Zim struggles to embrace plastic money

The use of plastic money has brought challenges, with some wholesalers apparently putting stumbling blocks to the move by giving first preference to customers with cash.



The Reserve Bank of Zimbabwe (RBZ) is promoting the use of plastic money to reduce the demand for cash transactions in light of the cash crisis which has resulted in banks placing a $100 cap on withdrawals.

This has seen retailers, service stations, local authorities and churches acquiring point of sale (POS) machines for transactions.
However, a visit to Mohammed Mussa Wholesalers in Harare on Saturday painted a different picture.

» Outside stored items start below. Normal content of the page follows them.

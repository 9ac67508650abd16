//! Polyfact CLI — the main entry point.
//!
//! Commands:
//! - `init`     — Write a default config file
//! - `login`    — Sign in (browser OAuth or Firebase token)
//! - `logout`   — Forget the stored session
//! - `status`   — Show configuration and sign-in state
//! - `generate` — Run a single generation
//! - `chat`     — Interactive chat with streamed replies
//! - `history`  — Print the messages of a chat
//! - `agent`    — Answer a question with the ReAct agent

use clap::{Parser, Subcommand, ValueEnum};
use uuid::Uuid;

mod commands;

#[derive(Parser)]
#[command(
    name = "polyfact",
    about = "Polyfact — AI generation from the command line",
    version,
    author
)]
struct Cli {
    #[command(subcommand)]
    command: Commands,

    /// Enable verbose logging
    #[arg(short, long, global = true)]
    verbose: bool,
}

#[derive(Debug, Clone, Copy, PartialEq, Eq, ValueEnum)]
enum LoginMethod {
    Github,
    Google,
    Firebase,
}

#[derive(Subcommand)]
enum Commands {
    /// Write a default configuration file
    Init,

    /// Sign in to the project configured in `project_id`
    Login {
        #[arg(value_enum, default_value_t = LoginMethod::Github)]
        method: LoginMethod,

        /// Firebase ID token (required with `firebase`)
        #[arg(long, env = "POLYFACT_FIREBASE_TOKEN")]
        token: Option<String>,

        /// Where the identity provider sends the browser back to
        #[arg(long, default_value = "http://localhost:3000")]
        redirect_to: String,

        /// Callback URL from a browser sign-in, instead of pasting it
        #[arg(long)]
        callback: Option<String>,
    },

    /// Forget the stored session
    Logout,

    /// Show configuration and sign-in state
    Status,

    /// Run a single generation
    Generate {
        /// The task to send
        task: String,

        /// Print the reply as it is generated
        #[arg(short, long)]
        stream: bool,

        /// Provider override (openai, cohere, llama)
        #[arg(long)]
        provider: Option<String>,

        /// Model override
        #[arg(short, long)]
        model: Option<String>,

        /// Let the model search the web
        #[arg(long)]
        web: bool,

        /// Memory to use as context
        #[arg(long)]
        memory_id: Option<String>,
    },

    /// Chat interactively
    Chat {
        /// Continue an existing chat instead of creating one
        #[arg(long)]
        chat_id: Option<String>,

        /// Record the conversation into a memory used as context
        #[arg(long)]
        auto_memory: bool,

        /// System prompt for a new chat
        #[arg(long, conflicts_with = "system_prompt_id")]
        system_prompt: Option<String>,

        /// Stored system prompt for a new chat
        #[arg(long)]
        system_prompt_id: Option<Uuid>,

        /// Files to load into the chat's memory before the first message
        #[arg(short, long = "load")]
        load: Vec<std::path::PathBuf>,
    },

    /// Print the messages of a chat
    History {
        chat_id: String,
    },

    /// Answer a question with the ReAct agent
    Agent {
        question: String,

        /// Maximum number of searches before answering
        #[arg(long)]
        max_loops: Option<u32>,
    },
}

#[tokio::main]
async fn main() -> Result<(), Box<dyn std::error::Error>> {
    let cli = Cli::parse();

    // Initialize tracing
    let filter = if cli.verbose { "debug" } else { "warn" };
    tracing_subscriber::fmt()
        .with_env_filter(
            tracing_subscriber::EnvFilter::try_from_default_env()
                .unwrap_or_else(|_| tracing_subscriber::EnvFilter::new(filter)),
        )
        .with_target(false)
        .with_writer(std::io::stderr)
        .init();

    match cli.command {
        Commands::Init => commands::init::run().await?,
        Commands::Login {
            method,
            token,
            redirect_to,
            callback,
        } => commands::login::run(method, token, &redirect_to, callback).await?,
        Commands::Logout => commands::login::logout().await?,
        Commands::Status => commands::status::run().await?,
        Commands::Generate {
            task,
            stream,
            provider,
            model,
            web,
            memory_id,
        } => {
            let args = commands::generate::GenerateArgs {
                stream,
                provider,
                model,
                web,
                memory_id,
            };
            commands::generate::run(&task, args).await?
        }
        Commands::Chat {
            chat_id,
            auto_memory,
            system_prompt,
            system_prompt_id,
            load,
        } => {
            let args = commands::chat::ChatArgs {
                chat_id,
                auto_memory,
                system_prompt,
                system_prompt_id,
                load,
            };
            commands::chat::run(args).await?
        }
        Commands::History { chat_id } => commands::history::run(&chat_id).await?,
        Commands::Agent {
            question,
            max_loops,
        } => commands::agent::run(&question, max_loops).await?,
    }

    Ok(())
}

Standardbusiness observed that the wholesaler had one POS device which alternated between two till operators.

The news crew waited for about three hours as the till operators gave first preference to customers who had cash.

The news crew observed that when the customer wanted to transact, a senior staffer would take the bank card and swipe it on a machine.

The staffer would then ask for the customer’s personal identification (pin) number and would punch it on the machine.

The wholesaler has a notice to the effect that its machine rejects bank cards after 2pm. The furniture wing had no POS machines.

When the crew visited OK Mart, the situation was different as the retailer had a number of POS machines and till operators were efficiently serving customers.

In less than an hour, the crew had purchased their goods.

Confederation of Zimbabwe Retailers president Denford Mutashu said he had contacted Mohammed Mussa Wholesalers and requested for some time to engage the wholesaler.

He later told Standardbusiness that the wholesaler had one POS machine after failing to get more from its bankers.

“As much as they [Mohammed Mussa] wanted to have the POS machines, they only managed to get two machines from their bank. So there was nothing else that they could do,” he said.

Mutashu said the wholesaler denied allegations that there were instances when its staffers took customers’ pin numbers.

He said in some cases some customers would not be using plastic money and this implied minimal usage of the payment method.

He, however, said on the issue of getting people’s pin numbers: “I don’t think that is acceptable. it is an issue of privacy of the customer. It’s an issue for banks to improve the safety of customers as no one should know what happens with your pin number when you disclose it to someone.”

Mutashu said plastic money usage in the economy was between 70 and 80%. He said a number of retailers were already installing new machines.

Consumer Council of Zimbabwe executive director Rosemary Siyachitema said consumers should not give their pin numbers to anyone.

“If you give your pin number to a stranger, you do not know what will happen after [the transaction]. It’s a secret number and should be kept safe. That is why even at the bank it is given to you and you are told to keep it safe and as a secret.”

Siyachitema said since the cash shortages started, there had been challenges in the use of plastic money, adding the consumer rights body would engage the central bank on the matter.

RBZ governor John Mangudya said while the use of plastic money had increased, there was need for continued monitoring.

“The usage of plastic money has improved but we require controls and monitoring and the last time we went to Mohammed Mussa, we found out that there were point of sale machines that were working. We need to keep on monitoring,” he said.

CBZ Bank head of e-banking card services Saul Chin’anga told delegates at the Buy Local Summit last week that there were 18 000 machines in the market and they hoped the number would grow to 30 000 by end of year.